After mustering out of active service, he joined the New Mexico Air National Guard, flying the P-51 Mustang. Tallichet remained on active reserve status in the United States Air Force until 1957.

==Career==
After he left the Army, Tallichet joined Hilton Hotels. In 1955, he was managing the Lafayette Hotel in Long Beach, California, which hosted a Miss Universe beauty pageant; he later married the contestant from Indiana.

===Restaurants===
In 1958, Tallichet and SeaWorld founder George Millay formed Specialty Restaurants Corporation, a destination-restaurant business. Their first location was Polynesian-themed Reef in Long Beach, California; the second was Castaway in Burbank, California. Ultimately, Tallichet designed, financed, or built more than 100 restaurants across the United States, including the Proud Bird next to Los Angeles International Airport and 94th Aero Squadron near Van Nuys Airport. Many designs were shaped by Tallichet's experience as a military aviator.

===Military Aircraft Restoration Corp===
Inspired by a trip to the Smithsonian National Air and Space Museum in the early 1960s, he began to buy vintage aircraft. His first purchases were: a P-51 Mustang for $13,000; a B-25 Mitchell bomber; a Korean War MiG jet; a P-40 Tomahawk; a B-29 bomber; and a Martin B-26 Marauder. Tallichet formed Military Aircraft Restoration Corp., a subsidiary of the restaurant company, to manage his collection.
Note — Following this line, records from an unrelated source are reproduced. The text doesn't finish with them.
//! Asynchronous side effects: pending deltas, webhook-style resumption,
//! and idempotency keys across retries.

use std::sync::Arc;
use std::sync::Mutex;

use async_trait::async_trait;
use serde_json::{json, Value};
use strand_contract::storage::CheckpointStore;
use strand_contract::{
    ChannelSpec, EffectCall, EffectError, EffectOutcome, SideEffect, StateDelta, StateSchema,
    StepContext, Worker, WorkerError, WorkerOutcome, WorkerSpec,
};
use strand_orchestrator::{Orchestrator, RuleOutcome, RoutingTable, Stage};
use strand_store_adapters::MemoryStore;

/// Fake payment provider. The first accepted call reports the capture
/// as in-flight; once in flight, any later call reports it complete.
/// Records every idempotency key it accepts.
#[derive(Default)]
struct FakePayments {
    keys: Mutex<Vec<String>>,
    failures_left: Mutex<usize>,
    in_flight: Mutex<bool>,
}

impl FakePayments {
    fn with_transient_failures(n: usize) -> Self {
        Self {
            failures_left: Mutex::new(n),
            ..Default::default()
        }
    }

    fn seen_keys(&self) -> Vec<String> {
        self.keys.lock().unwrap().clone()
    }
}

#[async_trait]
impl SideEffect for FakePayments {
    async fn execute(&self, call: &EffectCall) -> Result<EffectOutcome, EffectError> {
        {
            let mut failures = self.failures_left.lock().unwrap();
            if *failures > 0 {
                *failures -= 1;
                return Err(EffectError::Transient("gateway hiccup".into()));
            }
        }
        self.keys.lock().unwrap().push(call.idempotency_key.clone());
        let mut in_flight = self.in_flight.lock().unwrap();
        if *in_flight {
            Ok(EffectOutcome::Completed(json!({ "captured": true })))
        } else {
            *in_flight = true;
            Ok(EffectOutcome::Pending {
                ref_id: "cap_1".into(),
            })
        }
    }
}

/// Issues the capture and reports it pending; a later invocation (after
/// the provider's webhook event) records completion.
struct Dispatcher {
    spec: WorkerSpec,
    payments: Arc<FakePayments>,
}

impl Dispatcher {
    fn new(payments: Arc<FakePayments>) -> Self {
        Self {
            spec: WorkerSpec::new("dispatcher")
                .with_reads(["capture"])
                .with_writes(["capture"]),
            payments,
        }
    }
}

#[async_trait]
impl Worker for Dispatcher {
    fn spec(&self) -> &WorkerSpec {
        &self.spec
    }

    async fn invoke(&self, ctx: StepContext<'_>) -> Result<WorkerOutcome, WorkerError> {
        let call = EffectCall::new(
            "payment.capture",
            format!("{}:{}:payment.capture", ctx.thread_id, ctx.step_id),
            json!({ "amount_cents": 30_000 }),
        );
        let outcome = self.payments.execute(&call).await.map_err(|e| match e {
            EffectError::Transient(msg) => WorkerError::transient(msg),
            EffectError::Permanent(msg) => WorkerError::permanent(msg),
        })?;
        let capture = match outcome {
            EffectOutcome::Pending { ref_id } => json!({ "status": "pending", "ref": ref_id }),
            EffectOutcome::Completed(result) => json!({ "status": "done", "result": result }),
        };
        Ok(WorkerOutcome::Delta(
            StateDelta::new().with_write("capture", capture),
        ))
    }
}

fn capture_orchestrator(
    store: Arc<dyn CheckpointStore>,
    payments: Arc<FakePayments>,
) -> Orchestrator {
    let schema = StateSchema::new()
        .with_channel(ChannelSpec::overwrite("capture", "dispatcher"));
    let table = RoutingTable::new()
        .on(Stage::Intake, |_| RuleOutcome::Goto(Stage::Closing))
        .on(Stage::Closing, |channels| {
            let status = channels
                .get("capture")
                .and_then(|c| c.get("status"))
                .and_then(Value::as_str);
            match status {
                None => RuleOutcome::Invoke("dispatcher".into()),
                Some("pending") => {
                    // resumed only by the provider's completion event
                    let webhook_seen = channels
                        .get("events")
                        .and_then(Value::as_array)
                        .is_some_and(|events| {
                            events.iter().any(|e| e.get("capture_ref").is_some())
                        });
                    if webhook_seen {
                        RuleOutcome::Invoke("dispatcher".into())
                    } else {
                        RuleOutcome::Await
                    }
                }
                _ => RuleOutcome::Goto(Stage::Complete),
            }
        });

    Orchestrator::builder()
        .with_store(store)
        .with_schema(schema)
        .with_routing_table(table)
        .with_worker(Arc::new(Dispatcher::new(payments)))
        .build()
        .unwrap()
}

#[tokio::test]
async fn pending_effect_awaits_the_webhook_then_completes() {
    let store: Arc<dyn CheckpointStore> = Arc::new(MemoryStore::new());
    let payments = Arc::new(FakePayments::default());
    let orchestrator = capture_orchestrator(store.clone(), payments.clone());

    // the capture goes out, the thread parks without blocking on it
    let summary = orchestrator
        .submit_event("order-1", json!({ "buy": "course" }))
        .await
        .unwrap();
    assert_eq!(summary.stage, "closing");
    assert!(!summary.pending_approval);

    // the provider's completion webhook resumes the thread
    let summary = orchestrator
        .submit_event("order-1", json!({ "capture_ref": "cap_1" }))
        .await
        .unwrap();
    assert_eq!(summary.stage, "complete");

    // two calls, two distinct step ids, so two keys; each seen once
    let keys = payments.seen_keys();
    assert_eq!(keys.len(), 2);
    assert_ne!(keys[0], keys[1]);
}

#[tokio::test]
async fn retried_steps_reuse_the_same_idempotency_key() {
    let store: Arc<dyn CheckpointStore> = Arc::new(MemoryStore::new());
    let payments = Arc::new(FakePayments::with_transient_failures(2));
    let orchestrator = capture_orchestrator(store.clone(), payments.clone());

    let summary = orchestrator
        .submit_event("order-2", json!({ "buy": "course" }))
        .await
        .unwrap();
    assert_eq!(summary.stage, "closing");

    // the two transient failures never reached the key log; the eventual
    // success used the key derived from the same step
    let keys = payments.seen_keys();
    assert_eq!(keys.len(), 1);
    assert!(keys[0].contains("order-2"));
}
Many of the organization's later aircraft were recovered wrecks from the Pacific Ocean, often around Papua New Guinea.

On hearing about the proposed production of the movie Memphis Belle, Tallichet offered to fly his own B-17 across the Atlantic Ocean for filming.
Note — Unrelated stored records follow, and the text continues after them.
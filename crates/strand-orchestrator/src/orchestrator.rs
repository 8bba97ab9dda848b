//! The public facade over the router: events in, decisions in, status and
//! summaries out.

use std::sync::Arc;

use serde_json::Value;
use strand_contract::storage::{
    CheckpointSelector, CheckpointStore, HistoryPage, HistoryQuery, StoreError, ThreadListPage,
    ThreadListQuery,
};
use strand_contract::{
    ChannelError, Checkpoint, CheckpointMeta, Decision, RouteClassifier, StateDelta, StateSchema,
    StateSummary, Thread, ThreadStatus, Worker,
};
use thiserror::Error;
use tokio_util::sync::CancellationToken;

use crate::constants::{install_router_channels, EVENTS_CHANNEL};
use crate::registry::{RegistryError, WorkerRegistry};
use crate::router::{Router, RouterConfig};
use crate::routing::RoutingTable;
use crate::stage::Stage;

/// Failures surfaced by the orchestrator API.
#[derive(Debug, Error)]
pub enum OrchestratorError {
    /// Persistence failure, including the compare-and-swap conflict a
    /// concurrent caller sees; reload latest and retry.
    #[error(transparent)]
    Store(#[from] StoreError),

    /// A delta was rejected by the channel ownership or merge rules.
    #[error(transparent)]
    Channel(#[from] ChannelError),

    /// Worker lookup or registration failure.
    #[error(transparent)]
    Registry(#[from] RegistryError),

    /// The thread finished; re-opening requires forking a new thread.
    #[error("thread {thread_id} is at terminal stage {stage}; fork it to re-open")]
    TerminalStage { thread_id: String, stage: Stage },

    /// `decide` targeted a checkpoint that is not awaiting a decision.
    #[error("checkpoint {checkpoint_id} is not pending a decision")]
    NotPending { checkpoint_id: String },

    /// `decide` targeted a superseded checkpoint.
    #[error("checkpoint {checkpoint_id} is not the latest of thread {thread_id}")]
    StaleDecision {
        thread_id: String,
        checkpoint_id: String,
    },

    /// A decision could not be forwarded into a sub-thread.
    #[error("decision forwarding failed: {0}")]
    Forwarding(String),
}

/// Assembly failures.
#[derive(Debug, Error)]
pub enum BuildError {
    /// No checkpoint store was configured.
    #[error("no checkpoint store configured")]
    MissingStore,

    /// Subgraphs must declare how private state maps to parent channels.
    #[error("subgraph {0} is missing its input or output translator")]
    MissingTranslator(String),

    /// A worker's channel contract failed validation.
    #[error(transparent)]
    Registry(#[from] RegistryError),
}

/// The checkpointed conversation orchestrator.
///
/// One instance serves any number of threads; per-thread sequencing is
/// the store's compare-and-swap, so concurrent calls on the same thread
/// resolve to one winner and typed conflicts for the rest.
#[derive(Clone)]
pub struct Orchestrator {
    router: Router,
}

impl Orchestrator {
    /// Start assembling an orchestrator.
    pub fn builder() -> OrchestratorBuilder {
        OrchestratorBuilder::default()
    }

    /// The underlying store.
    pub fn store(&self) -> &Arc<dyn CheckpointStore> {
        self.router.store()
    }

    /// Feed an external event into a thread, creating the thread on first
    /// contact, then advance until the thread suspends, terminates, or
    /// awaits further input.
    pub async fn submit_event(
        &self,
        thread_id: &str,
        input: Value,
    ) -> Result<StateSummary, OrchestratorError> {
        let store = self.router.store();
        if store.load_thread(thread_id).await?.is_none() {
            match store.create_thread(&Thread::new(thread_id)).await {
                Ok(()) | Err(StoreError::AlreadyExists(_)) => {}
                Err(e) => return Err(e.into()),
            }
        }

        if let Some(head) = store.latest(thread_id).await? {
            if head.is_pending() {
                tracing::warn!(
                    thread_id,
                    "event received while suspended; a decision must settle the step first"
                );
                return Ok(summary_of(&head));
            }
            let stage = Stage::of(&head.channels);
            if stage.is_terminal() {
                return Err(OrchestratorError::TerminalStage {
                    thread_id: thread_id.to_string(),
                    stage,
                });
            }
        }

        self.router
            .ingest(
                thread_id,
                StateDelta::new().with_write(EVENTS_CHANNEL, input),
            )
            .await?;
        let head = self.router.drive(thread_id).await?;
        Ok(summary_of(&head))
    }

    /// Current stage and suspension flag for a thread.
    pub async fn get_status(&self, thread_id: &str) -> Result<ThreadStatus, OrchestratorError> {
        let store = self.router.store();
        store
            .load_thread(thread_id)
            .await?
            .ok_or_else(|| StoreError::ThreadNotFound(thread_id.to_string()))?;
        let head = store.latest(thread_id).await?;
        Ok(match head {
            Some(head) => ThreadStatus {
                thread_id: thread_id.to_string(),
                stage: Stage::of(&head.channels).as_str().to_string(),
                pending_approval: head.is_pending(),
            },
            None => ThreadStatus {
                thread_id: thread_id.to_string(),
                stage: Stage::Intake.as_str().to_string(),
                pending_approval: false,
            },
        })
    }

    /// Re-enter the router at the latest checkpoint. Re-executes nothing
    /// that already committed; with no new input and no recovery to do,
    /// no checkpoint is written.
    pub async fn resume(&self, thread_id: &str) -> Result<StateSummary, OrchestratorError> {
        let head = self.router.drive(thread_id).await?;
        Ok(summary_of(&head))
    }

    /// Settle a suspended checkpoint with an external decision.
    ///
    /// `approve` applies exactly the delta the worker proposed; `edit`
    /// applies the supplied replacement; `reject` records the decision
    /// and leaves the state otherwise unchanged. Decisions on a
    /// subgraph-propagated suspension are forwarded into the sub-thread
    /// before the parent settles and (unless rejecting) re-drives.
    pub async fn decide(
        &self,
        thread_id: &str,
        checkpoint_id: &str,
        decision: Decision,
    ) -> Result<StateSummary, OrchestratorError> {
        let is_reject = matches!(decision, Decision::Reject { .. });
        let settled = self.router.settle(thread_id, checkpoint_id, decision).await?;
        let head = if is_reject {
            settled
        } else {
            self.router.drive(thread_id).await?
        };
        Ok(summary_of(&head))
    }

    /// Fork a new thread rooted at a historical checkpoint. The source
    /// checkpoint and all its ancestors stay untouched; this is the only
    /// way to "go back".
    pub async fn travel(
        &self,
        thread_id: &str,
        checkpoint_id: &str,
    ) -> Result<StateSummary, OrchestratorError> {
        let store = self.router.store();
        let source = store
            .get(
                thread_id,
                &CheckpointSelector::Id(checkpoint_id.to_string()),
            )
            .await?;

        let fork_id = format!(
            "{}-fork-{}",
            thread_id,
            &uuid::Uuid::new_v4().simple().to_string()[..8]
        );
        store
            .create_thread(
                &Thread::new(&fork_id).with_forked_from(thread_id, checkpoint_id),
            )
            .await?;
        self.router
            .commit(
                &fork_id,
                None,
                source.channels.clone(),
                CheckpointMeta::committed("travel"),
            )
            .await?;
        let head = store.get(&fork_id, &CheckpointSelector::Latest).await?;
        Ok(summary_of(&head))
    }

    /// Page through a thread's checkpoint history, newest first.
    pub async fn history(
        &self,
        thread_id: &str,
        query: &HistoryQuery,
    ) -> Result<HistoryPage, OrchestratorError> {
        Ok(self.router.store().history(thread_id, query).await?)
    }

    /// List known threads.
    pub async fn list_threads(
        &self,
        query: &ThreadListQuery,
    ) -> Result<ThreadListPage, OrchestratorError> {
        Ok(self.router.store().list_threads(query).await?)
    }
}

fn summary_of(head: &Checkpoint) -> StateSummary {
    StateSummary {
        thread_id: head.thread_id.clone(),
        checkpoint_id: head.id.clone(),
        stage: Stage::of(&head.channels).as_str().to_string(),
        pending_approval: head.is_pending(),
    }
}

/// Builder for [`Orchestrator`].
#[derive(Default)]
pub struct OrchestratorBuilder {
    store: Option<Arc<dyn CheckpointStore>>,
    schema: StateSchema,
    workers: Vec<Arc<dyn Worker>>,
    table: RoutingTable,
    classifier: Option<Arc<dyn RouteClassifier>>,
    config: RouterConfig,
    cancellation: Option<CancellationToken>,
}

impl OrchestratorBuilder {
    /// Set the checkpoint store (required).
    #[must_use]
    pub fn with_store(mut self, store: Arc<dyn CheckpointStore>) -> Self {
        self.store = Some(store);
        self
    }

    /// Declare the worker-owned channels. Router channels are installed
    /// on top automatically.
    #[must_use]
    pub fn with_schema(mut self, schema: StateSchema) -> Self {
        self.schema = schema;
        self
    }

    /// Register a worker.
    #[must_use]
    pub fn with_worker(mut self, worker: Arc<dyn Worker>) -> Self {
        self.workers.push(worker);
        self
    }

    /// Set the per-stage routing rules.
    #[must_use]
    pub fn with_routing_table(mut self, table: RoutingTable) -> Self {
        self.table = table;
        self
    }

    /// Set the fallback classifier consulted on rule ambiguity.
    #[must_use]
    pub fn with_classifier(mut self, classifier: Arc<dyn RouteClassifier>) -> Self {
        self.classifier = Some(classifier);
        self
    }

    /// Override the router tunables.
    #[must_use]
    pub fn with_config(mut self, config: RouterConfig) -> Self {
        self.config = config;
        self
    }

    /// Attach a cooperative cancellation token, checked between steps.
    #[must_use]
    pub fn with_cancellation(mut self, token: CancellationToken) -> Self {
        self.cancellation = Some(token);
        self
    }

    /// Validate every worker contract and assemble the orchestrator.
    pub fn build(self) -> Result<Orchestrator, BuildError> {
        let store = self.store.ok_or(BuildError::MissingStore)?;
        let schema = install_router_channels(self.schema);
        let mut registry = WorkerRegistry::new();
        for worker in self.workers {
            registry.register(worker, &schema)?;
        }
        let mut router = Router::new(
            store,
            schema,
            registry,
            self.table,
            self.classifier,
            self.config,
        );
        if let Some(token) = self.cancellation {
            router = router.with_cancellation(token);
        }
        Ok(Orchestrator { router })
    }
}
At its peak in the mid-1990s, his collection included more than 120 aircraft. He slowly reduced his holdings, and owned around 50 at his death.

The company also made replica classic military aircraft for use as props in films, including Pearl Harbor and Collateral Damage, and later produced entrance themes for aircraft museums.

==Personal life==
Tallichet was married to Cecilia Dennis. They lived in Long Beach, then Newport Beach. They had four children: John, Catherine Ann, William (Bill), James and grandchildren Ashley, Catherine, Bryan, and Lauren. They divorced. He married Carol Schmidt in 1984, and they remained married for the remainder of his life. His sister, film actress Margaret Tallichet, was married to film director William Wyler.

Tallichet died at his home in Orange, California, of complications from prostate cancer, at age 84, on October 31, 2007.